Trying to take artsy pictures is a habit I have had for a long time but should have given up after the ONE good (my opinion) landscape picture I took 40 years ago. Digital cameras make it so easy to “click-and-shoot-and-delete” that people like me think that I might get a gallery-worthy shot the next time I turn on my camera. It is about the same rationale as expressed by people who support tax shelters for the wealthy because they believe that they could win the lottery and they don’t want the government taxing their illusory winnings.

Digital dreaming. But I digress (as usual).

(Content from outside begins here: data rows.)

//! External collaborators: object storage, the record tables, and session
//! verification.
//!
//! The workflows only ever see these traits. [`memory`] holds in-process
//! implementations used by tests and the CLI; [`supabase`] talks to a
//! Supabase project over HTTP.
//!
//! Access control lives with the implementation. The Supabase back end
//! relies on row-level security for user sessions and on the service-role
//! key for the payment functions; the workflows add explicit owner checks
//! on top (see [`crate::workflow`]).

pub mod memory;
pub mod supabase;

use crate::model::{
    Flipbook, FlipbookId, FlipbookUpdate, NewFlipbook, NewSubscription, Role, Subscription,
    UserId,
};
use async_trait::async_trait;
use chrono::{DateTime, Utc};
use std::fmt;
use thiserror::Error;

/// Failure reported by a store.
#[derive(Debug, Clone, PartialEq, Eq, Error)]
pub enum StoreError {
    #[error("{entity} not found: {id}")]
    NotFound { entity: &'static str, id: String },

    /// The back end answered with an error. `message` is its own text, which
    /// may be shown to the user.
    #[error("Upstream error ({status}): {message}")]
    Upstream { status: u16, message: String },

    #[error("Serialization error: {0}")]
    Serialization(String),
}

impl From<serde_json::Error> for StoreError {
    fn from(e: serde_json::Error) -> Self {
        StoreError::Serialization(e.to_string())
    }
}

// ── Asset storage ────────────────────────────────────────────────────────

/// Storage bucket by logical name.
#[derive(Debug, Clone, Copy, PartialEq, Eq, Hash)]
pub enum Bucket {
    Pdfs,
    Thumbnails,
    Backgrounds,
    Logos,
}

impl Bucket {
    pub fn as_str(&self) -> &'static str {
        match self {
            Bucket::Pdfs => "pdfs",
            Bucket::Thumbnails => "thumbnails",
            Bucket::Backgrounds => "backgrounds",
            Bucket::Logos => "logos",
        }
    }
}

impl fmt::Display for Bucket {
    fn fmt(&self, f: &mut fmt::Formatter<'_>) -> fmt::Result {
        f.write_str(self.as_str())
    }
}

/// `{user}/{random}.{ext}`: the path of an uploaded PDF.
///
/// The extension is whatever follows the last `.` of the original name.
pub fn pdf_object_path(user: UserId, random: &str, file_name: &str) -> String {
    let ext = file_name.rsplit('.').next().unwrap_or(file_name);
    format!("{user}/{random}.{ext}")
}

/// `{user}/{random}_thumb.jpg`: the path of a generated thumbnail.
pub fn thumbnail_object_path(user: UserId, random: &str) -> String {
    format!("{user}/{random}_thumb.jpg")
}

/// `{user}/{millis}_{file_name}`: the path of a styling image.
pub fn styling_object_path(user: UserId, at: DateTime<Utc>, file_name: &str) -> String {
    format!("{user}/{}_{file_name}", at.timestamp_millis())
}

/// Object storage for PDFs, thumbnails and styling images.
#[async_trait]
pub trait AssetStore: Send + Sync {
    /// Store `bytes` at `path`, replacing nothing: an existing object is an error.
    async fn upload(
        &self,
        bucket: Bucket,
        path: &str,
        bytes: Vec<u8>,
        content_type: &str,
    ) -> Result<(), StoreError>;

    /// Public URL for an object. Does not check that the object exists.
    fn public_url(&self, bucket: Bucket, path: &str) -> String;

    /// Remove objects. Missing paths are ignored.
    async fn delete(&self, bucket: Bucket, paths: &[String]) -> Result<(), StoreError>;
}

// ── Records ──────────────────────────────────────────────────────────────

/// The `flipbooks`, `user_roles` and `subscriptions` tables.
#[async_trait]
pub trait RecordStore: Send + Sync {
    async fn insert_flipbook(&self, new: NewFlipbook) -> Result<Flipbook, StoreError>;

    async fn get_flipbook(&self, id: FlipbookId) -> Result<Flipbook, StoreError>;

    /// A user's flipbooks, newest first.
    async fn list_flipbooks(&self, user: UserId) -> Result<Vec<Flipbook>, StoreError>;

    async fn count_flipbooks(&self, user: UserId) -> Result<usize, StoreError>;

    async fn update_flipbook(
        &self,
        id: FlipbookId,
        update: &FlipbookUpdate,
    ) -> Result<Flipbook, StoreError>;

    /// Write `view_count = current + 1` and return the new count.
    ///
    /// Last write wins: two concurrent views may both write the same value.
    async fn increment_view_count(&self, id: FlipbookId, current: u64) -> Result<u64, StoreError>;

    async fn delete_flipbook(&self, id: FlipbookId) -> Result<(), StoreError>;

    /// The user's plan tier. A user without a role row is `free`.
    async fn get_user_role(&self, user: UserId) -> Result<Role, StoreError>;

    async fn upsert_user_role(&self, user: UserId, role: Role) -> Result<(), StoreError>;

    async fn insert_subscription(&self, new: NewSubscription)
        -> Result<Subscription, StoreError>;

    /// Mark the user's subscription for `order_id` active. Fails with
    /// [`StoreError::NotFound`] when no such row belongs to the user.
    async fn activate_subscription(
        &self,
        user: UserId,
        order_id: &str,
        payment_id: &str,
        started_at: DateTime<Utc>,
    ) -> Result<Subscription, StoreError>;
}

// ── Sessions ─────────────────────────────────────────────────────────────

/// Resolves a bearer access token to the signed-in user.
#[async_trait]
pub trait AuthVerifier: Send + Sync {
    async fn verify(&self, access_token: &str) -> Result<UserId, StoreError>;
}

#[cfg(test)]
mod tests {
    use super::*;
    use chrono::TimeZone;
    use uuid::Uuid;

    fn user() -> UserId {
        UserId::from_uuid(Uuid::nil())
    }

    #[test]
    fn pdf_path_keeps_last_extension() {
        assert_eq!(
            pdf_object_path(user(), "abc", "deck.final.PDF"),
            "00000000-0000-0000-0000-000000000000/abc.PDF"
        );
    }

    #[test]
    fn pdf_path_without_dot_uses_whole_name() {
        assert!(pdf_object_path(user(), "abc", "deck").ends_with("/abc.deck"));
    }

    #[test]
    fn styling_path_is_timestamped() {
        let at = Utc.timestamp_millis_opt(1_700_000_000_123).unwrap();
        assert!(styling_object_path(user(), at, "logo.png").ends_with("/1700000000123_logo.png"));
    }

    #[test]
    fn bucket_names() {
        assert_eq!(Bucket::Pdfs.to_string(), "pdfs");
        assert_eq!(Bucket::Logos.as_str(), "logos");
    }
}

Looking at the picture again made me think of what was included in the shot: a fence, a weed growing and entwining itself in the fence and a large field starting to fill up with weeds. Buildings are visible at the back of the field. And, if one looks closely, there is another fence – a stone/cement and solid metal fence that parallels the walkway on the next street to complete the enclosure.


Until last year, this field contained several old buildings. At about this time last year, a demolition crew came in and removed the old buildings leaving the weed field adjacent to the white/pink building. That building is the residence for developmentally-disabled adults in Vaison. They had planned to expand the residence into the space now vacant and weed-covered.

When we returned to Vaison in December, I was surprised that the construction of the addition had not yet begun but thought to myself: “bureaucratic wheels turn slowly.” The field was originally enclosed by a temporary, nylon mesh fence that looked like it would blow over if the Mistral winds were strong enough. At the end of February, a worker dug fence post holes and two days later there was the permanent, two-meter-high fence you see in my pictures.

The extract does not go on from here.